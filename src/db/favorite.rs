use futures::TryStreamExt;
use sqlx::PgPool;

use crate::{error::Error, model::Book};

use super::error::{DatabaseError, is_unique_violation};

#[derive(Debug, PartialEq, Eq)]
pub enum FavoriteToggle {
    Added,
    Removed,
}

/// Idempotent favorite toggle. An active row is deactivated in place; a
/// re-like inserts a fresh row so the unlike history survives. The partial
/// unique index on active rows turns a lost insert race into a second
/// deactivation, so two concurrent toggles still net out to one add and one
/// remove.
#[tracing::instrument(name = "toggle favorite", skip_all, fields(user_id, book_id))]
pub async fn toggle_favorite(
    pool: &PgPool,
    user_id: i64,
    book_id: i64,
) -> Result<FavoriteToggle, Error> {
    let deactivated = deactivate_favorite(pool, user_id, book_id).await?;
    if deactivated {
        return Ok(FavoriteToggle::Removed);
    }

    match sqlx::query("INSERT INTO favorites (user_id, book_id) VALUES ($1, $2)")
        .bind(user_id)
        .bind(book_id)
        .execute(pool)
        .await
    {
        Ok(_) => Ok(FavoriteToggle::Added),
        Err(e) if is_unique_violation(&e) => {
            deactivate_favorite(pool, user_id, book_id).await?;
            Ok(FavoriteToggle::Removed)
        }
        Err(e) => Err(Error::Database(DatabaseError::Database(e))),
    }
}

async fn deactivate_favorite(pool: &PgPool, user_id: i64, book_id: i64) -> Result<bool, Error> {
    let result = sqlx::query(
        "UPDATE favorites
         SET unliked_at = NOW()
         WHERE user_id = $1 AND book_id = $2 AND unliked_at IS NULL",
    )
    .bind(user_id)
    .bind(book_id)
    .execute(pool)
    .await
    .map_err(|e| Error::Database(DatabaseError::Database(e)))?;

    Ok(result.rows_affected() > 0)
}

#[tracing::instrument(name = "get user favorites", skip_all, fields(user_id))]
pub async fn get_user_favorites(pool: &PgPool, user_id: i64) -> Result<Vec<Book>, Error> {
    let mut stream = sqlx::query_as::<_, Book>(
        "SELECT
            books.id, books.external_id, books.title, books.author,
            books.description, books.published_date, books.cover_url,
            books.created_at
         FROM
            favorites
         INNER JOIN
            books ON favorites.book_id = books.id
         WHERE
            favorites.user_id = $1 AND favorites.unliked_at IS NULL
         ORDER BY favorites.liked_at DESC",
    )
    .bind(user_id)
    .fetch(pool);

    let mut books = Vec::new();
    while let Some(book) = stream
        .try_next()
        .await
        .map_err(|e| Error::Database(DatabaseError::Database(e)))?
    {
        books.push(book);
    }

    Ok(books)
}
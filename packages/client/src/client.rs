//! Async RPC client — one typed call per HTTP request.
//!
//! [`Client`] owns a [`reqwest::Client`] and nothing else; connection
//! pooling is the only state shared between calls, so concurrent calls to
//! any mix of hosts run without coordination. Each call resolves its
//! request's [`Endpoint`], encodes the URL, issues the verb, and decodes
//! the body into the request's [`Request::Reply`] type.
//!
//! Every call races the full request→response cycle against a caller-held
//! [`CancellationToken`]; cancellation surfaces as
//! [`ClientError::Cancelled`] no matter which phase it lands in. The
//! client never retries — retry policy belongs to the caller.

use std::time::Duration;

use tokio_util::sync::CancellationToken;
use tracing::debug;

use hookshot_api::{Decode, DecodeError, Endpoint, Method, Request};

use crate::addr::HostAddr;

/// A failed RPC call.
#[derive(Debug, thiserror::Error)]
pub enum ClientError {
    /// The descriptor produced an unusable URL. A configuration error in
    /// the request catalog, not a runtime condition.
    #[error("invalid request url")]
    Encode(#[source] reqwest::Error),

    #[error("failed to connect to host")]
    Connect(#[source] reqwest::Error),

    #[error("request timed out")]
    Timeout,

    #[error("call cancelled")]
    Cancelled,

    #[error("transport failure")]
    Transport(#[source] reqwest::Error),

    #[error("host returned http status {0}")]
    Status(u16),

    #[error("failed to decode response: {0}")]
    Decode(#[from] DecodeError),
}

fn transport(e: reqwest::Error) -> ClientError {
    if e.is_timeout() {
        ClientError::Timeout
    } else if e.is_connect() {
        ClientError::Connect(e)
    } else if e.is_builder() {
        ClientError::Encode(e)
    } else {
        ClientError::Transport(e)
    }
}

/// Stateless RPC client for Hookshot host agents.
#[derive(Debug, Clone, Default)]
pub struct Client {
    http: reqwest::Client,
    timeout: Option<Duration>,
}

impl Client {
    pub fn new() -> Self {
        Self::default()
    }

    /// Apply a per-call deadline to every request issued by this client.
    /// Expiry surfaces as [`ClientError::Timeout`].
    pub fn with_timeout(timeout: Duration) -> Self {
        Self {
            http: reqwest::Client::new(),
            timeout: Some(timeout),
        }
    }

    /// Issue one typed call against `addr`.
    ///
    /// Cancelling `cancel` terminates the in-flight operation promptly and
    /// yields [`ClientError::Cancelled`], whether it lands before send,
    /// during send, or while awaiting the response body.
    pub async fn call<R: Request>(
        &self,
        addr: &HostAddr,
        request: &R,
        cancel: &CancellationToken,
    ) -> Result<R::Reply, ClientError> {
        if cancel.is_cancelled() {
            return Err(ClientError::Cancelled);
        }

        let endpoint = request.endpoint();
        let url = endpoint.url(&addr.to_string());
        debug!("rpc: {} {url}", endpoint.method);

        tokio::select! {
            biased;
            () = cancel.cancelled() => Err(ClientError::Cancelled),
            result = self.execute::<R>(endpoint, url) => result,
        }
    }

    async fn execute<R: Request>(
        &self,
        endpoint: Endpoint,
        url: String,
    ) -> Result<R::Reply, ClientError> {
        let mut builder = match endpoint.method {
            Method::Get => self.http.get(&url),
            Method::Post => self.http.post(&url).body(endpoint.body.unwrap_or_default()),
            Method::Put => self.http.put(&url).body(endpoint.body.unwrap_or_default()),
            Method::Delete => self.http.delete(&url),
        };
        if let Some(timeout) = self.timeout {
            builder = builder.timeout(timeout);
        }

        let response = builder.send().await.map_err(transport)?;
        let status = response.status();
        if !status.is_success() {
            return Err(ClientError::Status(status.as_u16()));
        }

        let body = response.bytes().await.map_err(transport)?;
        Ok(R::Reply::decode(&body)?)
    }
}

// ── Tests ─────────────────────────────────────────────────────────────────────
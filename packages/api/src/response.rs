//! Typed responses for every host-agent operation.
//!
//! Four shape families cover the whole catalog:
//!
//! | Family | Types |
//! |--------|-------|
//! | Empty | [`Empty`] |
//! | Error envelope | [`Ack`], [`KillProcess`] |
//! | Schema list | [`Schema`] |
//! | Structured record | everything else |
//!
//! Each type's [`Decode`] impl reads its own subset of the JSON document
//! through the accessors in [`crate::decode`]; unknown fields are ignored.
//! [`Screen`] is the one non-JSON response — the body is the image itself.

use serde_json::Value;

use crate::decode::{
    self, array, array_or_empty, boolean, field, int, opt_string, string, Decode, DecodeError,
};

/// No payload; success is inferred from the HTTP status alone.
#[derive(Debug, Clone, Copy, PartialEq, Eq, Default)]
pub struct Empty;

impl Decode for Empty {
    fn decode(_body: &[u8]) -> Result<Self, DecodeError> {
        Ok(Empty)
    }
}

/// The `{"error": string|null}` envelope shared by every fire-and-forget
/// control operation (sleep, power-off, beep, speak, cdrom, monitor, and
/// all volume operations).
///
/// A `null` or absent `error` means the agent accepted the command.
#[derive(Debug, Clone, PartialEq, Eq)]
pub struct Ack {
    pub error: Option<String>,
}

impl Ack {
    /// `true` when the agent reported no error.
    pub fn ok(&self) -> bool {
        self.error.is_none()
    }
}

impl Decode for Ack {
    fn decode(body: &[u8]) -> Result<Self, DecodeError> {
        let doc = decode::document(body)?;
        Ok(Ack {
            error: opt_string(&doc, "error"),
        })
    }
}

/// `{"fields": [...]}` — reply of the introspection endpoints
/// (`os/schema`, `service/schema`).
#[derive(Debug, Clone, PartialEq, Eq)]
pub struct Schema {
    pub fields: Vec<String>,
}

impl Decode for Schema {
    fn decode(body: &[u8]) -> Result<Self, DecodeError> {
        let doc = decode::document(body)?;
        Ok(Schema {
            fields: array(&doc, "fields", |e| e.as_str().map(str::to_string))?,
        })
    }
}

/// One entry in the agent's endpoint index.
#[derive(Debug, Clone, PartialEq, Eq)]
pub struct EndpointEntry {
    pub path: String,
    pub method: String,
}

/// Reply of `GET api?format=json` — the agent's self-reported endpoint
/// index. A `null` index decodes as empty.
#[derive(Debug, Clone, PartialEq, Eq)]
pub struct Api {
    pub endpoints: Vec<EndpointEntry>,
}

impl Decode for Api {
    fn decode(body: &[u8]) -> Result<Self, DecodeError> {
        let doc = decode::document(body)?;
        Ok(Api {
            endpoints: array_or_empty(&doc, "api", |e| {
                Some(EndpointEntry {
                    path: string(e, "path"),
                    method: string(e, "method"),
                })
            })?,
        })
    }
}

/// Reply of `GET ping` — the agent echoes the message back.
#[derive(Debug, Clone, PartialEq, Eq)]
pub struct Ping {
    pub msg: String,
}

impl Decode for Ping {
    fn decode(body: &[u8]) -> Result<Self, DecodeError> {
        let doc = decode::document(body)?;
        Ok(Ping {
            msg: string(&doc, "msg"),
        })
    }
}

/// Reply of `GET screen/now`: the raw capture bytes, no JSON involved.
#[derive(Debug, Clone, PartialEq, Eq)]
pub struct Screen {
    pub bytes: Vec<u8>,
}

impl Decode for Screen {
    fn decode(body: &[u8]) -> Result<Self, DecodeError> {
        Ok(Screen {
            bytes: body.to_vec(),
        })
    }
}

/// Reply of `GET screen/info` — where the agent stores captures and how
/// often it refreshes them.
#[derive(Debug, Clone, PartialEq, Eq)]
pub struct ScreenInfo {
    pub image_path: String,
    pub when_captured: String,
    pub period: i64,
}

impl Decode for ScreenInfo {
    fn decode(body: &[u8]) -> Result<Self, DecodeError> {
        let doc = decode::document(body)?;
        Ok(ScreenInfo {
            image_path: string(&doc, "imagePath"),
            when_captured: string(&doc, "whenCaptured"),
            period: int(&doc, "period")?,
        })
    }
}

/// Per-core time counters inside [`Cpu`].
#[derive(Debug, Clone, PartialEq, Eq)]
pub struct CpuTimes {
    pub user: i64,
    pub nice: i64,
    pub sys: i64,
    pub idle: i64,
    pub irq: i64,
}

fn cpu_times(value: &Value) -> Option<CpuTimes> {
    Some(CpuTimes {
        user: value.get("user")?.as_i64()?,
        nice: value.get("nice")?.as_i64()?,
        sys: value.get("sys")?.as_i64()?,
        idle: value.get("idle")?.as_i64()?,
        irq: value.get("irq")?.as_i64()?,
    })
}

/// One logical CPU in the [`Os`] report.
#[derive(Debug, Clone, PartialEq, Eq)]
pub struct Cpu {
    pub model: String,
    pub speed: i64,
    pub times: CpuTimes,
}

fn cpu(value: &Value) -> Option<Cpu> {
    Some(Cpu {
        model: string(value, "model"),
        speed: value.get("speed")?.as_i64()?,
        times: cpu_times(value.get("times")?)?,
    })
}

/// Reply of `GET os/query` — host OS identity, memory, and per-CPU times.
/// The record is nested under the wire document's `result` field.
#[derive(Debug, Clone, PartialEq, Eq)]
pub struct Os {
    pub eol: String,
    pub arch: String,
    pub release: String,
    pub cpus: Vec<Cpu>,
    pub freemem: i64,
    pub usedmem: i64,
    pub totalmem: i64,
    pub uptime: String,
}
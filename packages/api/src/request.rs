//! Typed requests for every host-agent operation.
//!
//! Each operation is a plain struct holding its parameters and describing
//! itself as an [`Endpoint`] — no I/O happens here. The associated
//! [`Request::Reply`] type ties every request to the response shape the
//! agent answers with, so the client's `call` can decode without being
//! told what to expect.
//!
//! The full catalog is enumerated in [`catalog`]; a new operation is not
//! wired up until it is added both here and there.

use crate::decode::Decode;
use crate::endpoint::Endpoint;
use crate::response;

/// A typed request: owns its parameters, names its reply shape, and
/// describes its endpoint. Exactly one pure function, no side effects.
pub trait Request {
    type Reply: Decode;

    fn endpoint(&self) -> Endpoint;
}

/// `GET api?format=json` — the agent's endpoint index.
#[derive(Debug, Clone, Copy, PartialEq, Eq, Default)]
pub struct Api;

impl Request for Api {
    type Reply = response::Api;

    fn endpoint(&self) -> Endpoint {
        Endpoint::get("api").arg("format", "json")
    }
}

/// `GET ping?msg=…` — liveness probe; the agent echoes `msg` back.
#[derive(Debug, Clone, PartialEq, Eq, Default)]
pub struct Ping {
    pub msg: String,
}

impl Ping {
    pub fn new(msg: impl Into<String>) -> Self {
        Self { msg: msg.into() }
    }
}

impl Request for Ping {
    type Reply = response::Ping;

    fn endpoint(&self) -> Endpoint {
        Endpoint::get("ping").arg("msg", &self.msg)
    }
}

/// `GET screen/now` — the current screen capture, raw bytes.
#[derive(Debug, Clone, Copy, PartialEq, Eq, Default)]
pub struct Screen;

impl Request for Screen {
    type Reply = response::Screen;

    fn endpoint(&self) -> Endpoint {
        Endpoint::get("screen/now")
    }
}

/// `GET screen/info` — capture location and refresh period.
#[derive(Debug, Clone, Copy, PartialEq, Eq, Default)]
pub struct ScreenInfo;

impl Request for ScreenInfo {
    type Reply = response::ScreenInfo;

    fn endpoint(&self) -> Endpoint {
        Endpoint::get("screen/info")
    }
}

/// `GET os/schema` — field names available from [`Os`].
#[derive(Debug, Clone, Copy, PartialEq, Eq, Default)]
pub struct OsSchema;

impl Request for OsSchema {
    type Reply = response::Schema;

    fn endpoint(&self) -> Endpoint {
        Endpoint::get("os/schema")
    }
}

_WHAT YOU WILL DO_. In the material above, find the lines that contain "period" and show them.

_REPLY TO THE TASK_.
    pub period: i64,
            period: int(&doc, "period")?,
/// `GET screen/info` — capture location and refresh period.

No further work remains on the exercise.